The task:
Write the data out verbatim.

——

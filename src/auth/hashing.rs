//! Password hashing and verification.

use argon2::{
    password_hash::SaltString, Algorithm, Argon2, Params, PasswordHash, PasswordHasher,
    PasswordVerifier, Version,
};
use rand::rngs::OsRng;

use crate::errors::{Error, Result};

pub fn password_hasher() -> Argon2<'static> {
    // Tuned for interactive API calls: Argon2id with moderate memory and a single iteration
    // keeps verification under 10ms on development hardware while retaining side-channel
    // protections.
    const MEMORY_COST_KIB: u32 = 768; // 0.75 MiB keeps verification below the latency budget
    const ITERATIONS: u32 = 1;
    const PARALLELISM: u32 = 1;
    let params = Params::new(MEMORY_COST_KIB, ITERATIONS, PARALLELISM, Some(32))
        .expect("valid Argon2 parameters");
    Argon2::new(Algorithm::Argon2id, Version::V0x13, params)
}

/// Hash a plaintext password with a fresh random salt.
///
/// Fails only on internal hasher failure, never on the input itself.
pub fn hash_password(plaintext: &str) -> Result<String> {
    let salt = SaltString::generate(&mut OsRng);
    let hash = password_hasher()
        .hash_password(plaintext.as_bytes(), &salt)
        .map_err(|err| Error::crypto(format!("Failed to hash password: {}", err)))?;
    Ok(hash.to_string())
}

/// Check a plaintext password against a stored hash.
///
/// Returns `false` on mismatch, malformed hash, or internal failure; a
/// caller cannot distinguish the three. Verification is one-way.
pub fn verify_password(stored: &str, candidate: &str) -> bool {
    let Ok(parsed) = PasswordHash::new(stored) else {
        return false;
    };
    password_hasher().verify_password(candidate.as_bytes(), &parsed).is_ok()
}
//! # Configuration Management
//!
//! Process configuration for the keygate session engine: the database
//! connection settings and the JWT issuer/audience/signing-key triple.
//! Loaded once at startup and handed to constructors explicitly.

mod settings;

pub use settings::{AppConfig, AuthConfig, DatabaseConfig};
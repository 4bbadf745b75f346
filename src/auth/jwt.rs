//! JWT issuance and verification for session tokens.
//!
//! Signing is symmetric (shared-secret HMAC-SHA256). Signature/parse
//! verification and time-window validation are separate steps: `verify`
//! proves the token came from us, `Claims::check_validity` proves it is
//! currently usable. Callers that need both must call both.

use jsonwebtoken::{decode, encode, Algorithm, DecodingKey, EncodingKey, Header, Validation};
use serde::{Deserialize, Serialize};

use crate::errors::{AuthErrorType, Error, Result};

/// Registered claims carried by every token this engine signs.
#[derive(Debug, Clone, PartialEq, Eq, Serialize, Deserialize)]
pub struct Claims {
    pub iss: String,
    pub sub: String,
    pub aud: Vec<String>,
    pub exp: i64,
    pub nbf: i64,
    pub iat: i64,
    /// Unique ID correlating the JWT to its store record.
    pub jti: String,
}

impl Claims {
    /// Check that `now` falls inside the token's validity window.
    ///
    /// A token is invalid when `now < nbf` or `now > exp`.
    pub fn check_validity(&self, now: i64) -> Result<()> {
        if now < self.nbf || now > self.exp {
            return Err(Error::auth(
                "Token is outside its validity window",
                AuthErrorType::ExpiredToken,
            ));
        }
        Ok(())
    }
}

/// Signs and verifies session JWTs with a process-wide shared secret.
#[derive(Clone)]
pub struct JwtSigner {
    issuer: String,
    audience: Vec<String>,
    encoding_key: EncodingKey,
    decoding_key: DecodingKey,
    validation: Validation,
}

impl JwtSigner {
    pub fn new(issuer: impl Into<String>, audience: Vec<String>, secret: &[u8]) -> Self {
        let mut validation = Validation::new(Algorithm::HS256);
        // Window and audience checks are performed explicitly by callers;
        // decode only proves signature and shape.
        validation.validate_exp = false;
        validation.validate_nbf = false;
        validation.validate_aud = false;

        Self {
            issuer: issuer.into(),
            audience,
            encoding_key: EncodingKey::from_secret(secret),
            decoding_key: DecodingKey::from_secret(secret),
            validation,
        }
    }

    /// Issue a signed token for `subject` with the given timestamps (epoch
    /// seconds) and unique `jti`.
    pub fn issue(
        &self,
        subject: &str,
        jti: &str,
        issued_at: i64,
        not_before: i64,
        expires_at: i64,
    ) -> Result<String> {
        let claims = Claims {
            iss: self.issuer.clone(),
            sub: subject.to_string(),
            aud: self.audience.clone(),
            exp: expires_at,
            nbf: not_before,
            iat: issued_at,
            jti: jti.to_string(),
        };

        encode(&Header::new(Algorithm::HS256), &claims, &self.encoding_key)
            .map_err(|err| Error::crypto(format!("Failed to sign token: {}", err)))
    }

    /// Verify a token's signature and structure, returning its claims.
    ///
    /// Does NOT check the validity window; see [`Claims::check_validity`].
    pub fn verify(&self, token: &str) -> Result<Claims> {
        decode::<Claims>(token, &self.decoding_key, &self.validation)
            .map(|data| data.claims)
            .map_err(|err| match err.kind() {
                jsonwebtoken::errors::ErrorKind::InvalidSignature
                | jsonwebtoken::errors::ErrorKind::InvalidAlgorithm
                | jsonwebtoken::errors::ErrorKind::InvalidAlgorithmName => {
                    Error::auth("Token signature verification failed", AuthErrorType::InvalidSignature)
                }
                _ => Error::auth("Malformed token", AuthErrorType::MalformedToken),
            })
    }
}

——

Solution for this exercise:
filename src/auth/hashing.rs
//! Password hashing and verification.

use argon2::{
    password_hash::SaltString, Algorithm, Argon2, Params, PasswordHash, PasswordHasher,
    PasswordVerifier, Version,
};
use rand::rngs::OsRng;

use crate::errors::{Error, Result};

pub fn password_hasher() -> Argon2<'static> {
    // Tuned for interactive API calls: Argon2id with moderate memory and a single iteration
    // keeps verification under 10ms on development hardware while retaining side-channel
    // protections.
    const MEMORY_COST_KIB: u32 = 768; // 0.75 MiB keeps verification below the latency budget
    const ITERATIONS: u32 = 1;
    const PARALLELISM: u32 = 1;
    let params = Params::new(MEMORY_COST_KIB, ITERATIONS, PARALLELISM, Some(32))
        .expect("valid Argon2 parameters");
    Argon2::new(Algorithm::Argon2id, Version::V0x13, params)
}

/// Hash a plaintext password with a fresh random salt.
///
/// Fails only on internal hasher failure, never on the input itself.
pub fn hash_password(plaintext: &str) -> Result<String> {
    let salt = SaltString::generate(&mut OsRng);
    let hash = password_hasher()
        .hash_password(plaintext.as_bytes(), &salt)
        .map_err(|err| Error::crypto(format!("Failed to hash password: {}", err)))?;
    Ok(hash.to_string())
}

/// Check a plaintext password against a stored hash.
///
/// Returns `false` on mismatch, malformed hash, or internal failure; a
/// caller cannot distinguish the three. Verification is one-way.
pub fn verify_password(stored: &str, candidate: &str) -> bool {
    let Ok(parsed) = PasswordHash::new(stored) else {
        return false;
    };
    password_hasher().verify_password(candidate.as_bytes(), &parsed).is_ok()
}
//! # Configuration Management
//!
//! Process configuration for the keygate session engine: the database
//! connection settings and the JWT issuer/audience/signing-key triple.
//! Loaded once at startup and handed to constructors explicitly.

mod settings;

pub use settings::{AppConfig, AuthConfig, DatabaseConfig};
repository 4bbadf745b75f346
filename src/auth/jwt.rs
//! JWT issuance and verification for session tokens.
//!
//! Signing is symmetric (shared-secret HMAC-SHA256). Signature/parse
//! verification and time-window validation are separate steps: `verify`
//! proves the token came from us, `Claims::check_validity` proves it is
//! currently usable. Callers that need both must call both.

use jsonwebtoken::{decode, encode, Algorithm, DecodingKey, EncodingKey, Header, Validation};
use serde::{Deserialize, Serialize};

use crate::errors::{AuthErrorType, Error, Result};

/// Registered claims carried by every token this engine signs.
#[derive(Debug, Clone, PartialEq, Eq, Serialize, Deserialize)]
pub struct Claims {
    pub iss: String,
    pub sub: String,
    pub aud: Vec<String>,
    pub exp: i64,
    pub nbf: i64,
    pub iat: i64,
    /// Unique ID correlating the JWT to its store record.
    pub jti: String,
}

impl Claims {
    /// Check that `now` falls inside the token's validity window.
    ///
    /// A token is invalid when `now < nbf` or `now > exp`.
    pub fn check_validity(&self, now: i64) -> Result<()> {
        if now < self.nbf || now > self.exp {
            return Err(Error::auth(
                "Token is outside its validity window",
                AuthErrorType::ExpiredToken,
            ));
        }
        Ok(())
    }
}

/// Signs and verifies session JWTs with a process-wide shared secret.
#[derive(Clone)]
pub struct JwtSigner {
    issuer: String,
    audience: Vec<String>,
    encoding_key: EncodingKey,
    decoding_key: DecodingKey,
    validation: Validation,
}

impl JwtSigner {
    pub fn new(issuer: impl Into<String>, audience: Vec<String>, secret: &[u8]) -> Self {
        let mut validation = Validation::new(Algorithm::HS256);
        // Window and audience checks are performed explicitly by callers;
        // decode only proves signature and shape.
        validation.validate_exp = false;
        validation.validate_nbf = false;
        validation.validate_aud = false;

        Self {
            issuer: issuer.into(),
            audience,
            encoding_key: EncodingKey::from_secret(secret),
            decoding_key: DecodingKey::from_secret(secret),
            validation,
        }
    }

    /// Issue a signed token for `subject` with the given timestamps (epoch
    /// seconds) and unique `jti`.
    pub fn issue(
        &self,
        subject: &str,
        jti: &str,
        issued_at: i64,
        not_before: i64,
        expires_at: i64,
    ) -> Result<String> {
        let claims = Claims {
            iss: self.issuer.clone(),
            sub: subject.to_string(),
            aud: self.audience.clone(),
            exp: expires_at,
            nbf: not_before,
            iat: issued_at,
            jti: jti.to_string(),
        };

        encode(&Header::new(Algorithm::HS256), &claims, &self.encoding_key)
            .map_err(|err| Error::crypto(format!("Failed to sign token: {}", err)))
    }

    /// Verify a token's signature and structure, returning its claims.
    ///
    /// Does NOT check the validity window; see [`Claims::check_validity`].
    pub fn verify(&self, token: &str) -> Result<Claims> {
        decode::<Claims>(token, &self.decoding_key, &self.validation)
            .map(|data| data.claims)
            .map_err(|err| match err.kind() {
                jsonwebtoken::errors::ErrorKind::InvalidSignature
                | jsonwebtoken::errors::ErrorKind::InvalidAlgorithm
                | jsonwebtoken::errors::ErrorKind::InvalidAlgorithmName => {
                    Error::auth("Token signature verification failed", AuthErrorType::InvalidSignature)
                }
                _ => Error::auth("Malformed token", AuthErrorType::MalformedToken),
            })
    }
}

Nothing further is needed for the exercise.